I. To compare overall survival in patients with high-risk smoldering multiple myeloma randomized to daratumumab-lenalidomide (revlimid)-dexamethasone or revlimid-dexamethasone.

SECONDARY OBJECTIVES:

I. To compare progression-free survival and response rates between arms. II. To evaluate safety and compare toxicity rates between arms. III. To monitor incidence of infusion-related reactions over the first cycle of daratumumab.

IV. To evaluate stem cell mobilization failure and early stem cell mobilization feasibility.

EXPLORATORY OBJECTIVES:

I. To measure treatment exposure and adherence. II. To estimate treatment duration and time to progression.

PATIENT-REPORTED OUTCOMES OBJECTIVES:

I. To compare change in health-related quality of life (Functional Assessment of Cancer Therapy [FACT]- General [G]]) from baseline to end of study therapy between arms.

II. To compare change in FACT-G scores from treatment end to 6-months post-treatment end between arms.

III. To describe changes in FACT-G scores over study therapy and shortly after treatment discontinuation and evaluate correlation with survival.

IV. To evaluate attributes of select patient reported treatment-emergent symptomatic adverse events (Patient Reported Outcomes [PRO]-Common Terminology Criteria for Adverse Events [CTCAE]) longitudinally.

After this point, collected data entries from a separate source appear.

//! Render pass abstraction for reducing wgpu boilerplate.
//!
//! Provides [`RenderPassBuilder`] for declarative render pass configuration
//! and [`FrameEncoder`] for the per-frame encode, submit, and present sequence.

/// Builder for configuring the frame's render pass.
#[derive(Debug)]
pub struct RenderPassBuilder {
    clear_color: wgpu::Color,
    depth: Option<(wgpu::TextureView, f32)>,
    label: Option<&'static str>,
}

impl Default for RenderPassBuilder {
    fn default() -> Self {
        Self::new()
    }
}

impl RenderPassBuilder {
    /// Create a builder that clears to opaque black and has no depth attachment.
    pub fn new() -> Self {
        Self {
            clear_color: wgpu::Color::BLACK,
            depth: None,
            label: None,
        }
    }

    /// Set the clear color for the color attachment.
    pub fn clear_color(mut self, color: wgpu::Color) -> Self {
        self.clear_color = color;
        self
    }

    /// Attach a depth buffer, cleared to `clear_value` at the start of the pass.
    pub fn depth(mut self, view: wgpu::TextureView, clear_value: f32) -> Self {
        self.depth = Some((view, clear_value));
        self
    }

    /// Set debug label for the render pass.
    pub fn label(mut self, label: &'static str) -> Self {
        self.label = Some(label);
        self
    }

    fn create_render_pass<'encoder>(
        &self,
        encoder: &'encoder mut wgpu::CommandEncoder,
        color_view: &wgpu::TextureView,
    ) -> wgpu::RenderPass<'encoder> {
        let color_attachment = wgpu::RenderPassColorAttachment {
            view: color_view,
            resolve_target: None,
            ops: wgpu::Operations {
                load: wgpu::LoadOp::Clear(self.clear_color),
                store: wgpu::StoreOp::Store,
            },
            depth_slice: None,
        };

        let depth_stencil_attachment =
            self.depth
                .as_ref()
                .map(|(view, clear_value)| wgpu::RenderPassDepthStencilAttachment {
                    view,
                    depth_ops: Some(wgpu::Operations {
                        load: wgpu::LoadOp::Clear(*clear_value),
                        store: wgpu::StoreOp::Store,
                    }),
                    stencil_ops: None,
                });

        encoder.begin_render_pass(&wgpu::RenderPassDescriptor {
            label: self.label,
            color_attachments: &[Some(color_attachment)],
            depth_stencil_attachment,
            timestamp_writes: None,
            occlusion_query_set: None,
            multiview_mask: None,
        })
    }
}

/// Owns one frame's command encoder and surface texture.
///
/// Dropping a `FrameEncoder` without calling [`submit`](Self::submit) discards
/// the frame.
pub struct FrameEncoder<'q> {
    encoder: wgpu::CommandEncoder,
    queue: &'q wgpu::Queue,
    surface_texture: wgpu::SurfaceTexture,
    surface_view: wgpu::TextureView,
}

impl<'q> FrameEncoder<'q> {
    /// Create a frame encoder for the acquired surface texture.
    pub fn new(
        device: &wgpu::Device,
        queue: &'q wgpu::Queue,
        surface_texture: wgpu::SurfaceTexture,
    ) -> Self {
        let encoder = device.create_command_encoder(&wgpu::CommandEncoderDescriptor {
            label: Some("frame-encoder"),
        });

        let surface_view = surface_texture
            .texture
            .create_view(&wgpu::TextureViewDescriptor::default());

        Self {
            encoder,
            queue,
            surface_texture,
            surface_view,
        }
    }

    /// Begin a render pass targeting the surface.
    pub fn begin_render_pass(&mut self, builder: &RenderPassBuilder) -> wgpu::RenderPass<'_> {
        builder.create_render_pass(&mut self.encoder, &self.surface_view)
    }

    /// Submit the command buffer and present the surface texture.
    pub fn submit(self) {
        self.queue.submit([self.encoder.finish()]);
        self.surface_texture.present();
    }
}

#[cfg(test)]
mod tests {
    use super::*;

    #[test]
    fn test_default_clear_color_is_black() {
        let builder = RenderPassBuilder::new();
        assert_eq!(builder.clear_color, wgpu::Color::BLACK);
    }

    #[test]
    fn test_builder_sets_clear_color() {
        let builder = RenderPassBuilder::new().clear_color(wgpu::Color::RED);
        assert_eq!(builder.clear_color.r, 1.0);
        assert_eq!(builder.clear_color.g, 0.0);
    }

    #[test]
    fn test_depth_attachment_is_optional() {
        let builder = RenderPassBuilder::new();
        assert!(builder.depth.is_none());
    }

    #[test]
    fn test_label_is_stored() {
        let builder = RenderPassBuilder::new().label("scene-pass");
        assert_eq!(builder.label, Some("scene-pass"));
    }
}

V. To derive an overall PRO-CTCAE score at each assessment time point. VI. To measure the likelihood of medication adherence (ASK-12) at 6 month intervals throughout treatment.

VII. To assess the association of overall PRO-CTCAE score with FACT-G score. VIII. To compare select PRO-CTCAE items and related provider-reported CTCAEs. IX. To evaluate association between treatment adherence and Adherence Starts with Knowledge 12 (ASK-12) score.

X. To assess correlation of treatment adherence and ASK-12 score with FACT-G score.

XI. To tabulate PRO compliance and completion rates.